▶ [Exercise description]
Please reproduce the line containing "let settings = Settings::from_env()?;" and every line after it in the records below, exactly and with nothing else.

* * * *

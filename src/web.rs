#![cfg(not(tarpaulin_include))]

use task_tracker::app;
use task_tracker::config::Settings;

/// Main entry point for the web application
///
/// Reads the `TRACKER_*` settings from the environment and serves the
/// dashboard, board, creation form and history pages.
///
/// # Logging
/// * Controlled by `RUST_LOG`, `info` when unset
///
/// # Returns
/// * `Result<(), Box<dyn std::error::Error>>` - Success or error object
#[tokio::main]
async fn main() -> Result<(), Box<dyn std::error::Error>> {
    env_logger::Builder::from_env(env_logger::Env::default().default_filter_or("info")).init();

    let settings = Settings::from_env()?;
    app::run(settings).await
}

* * * *

▶ [Your solution]
    let settings = Settings::from_env()?;
    app::run(settings).await
}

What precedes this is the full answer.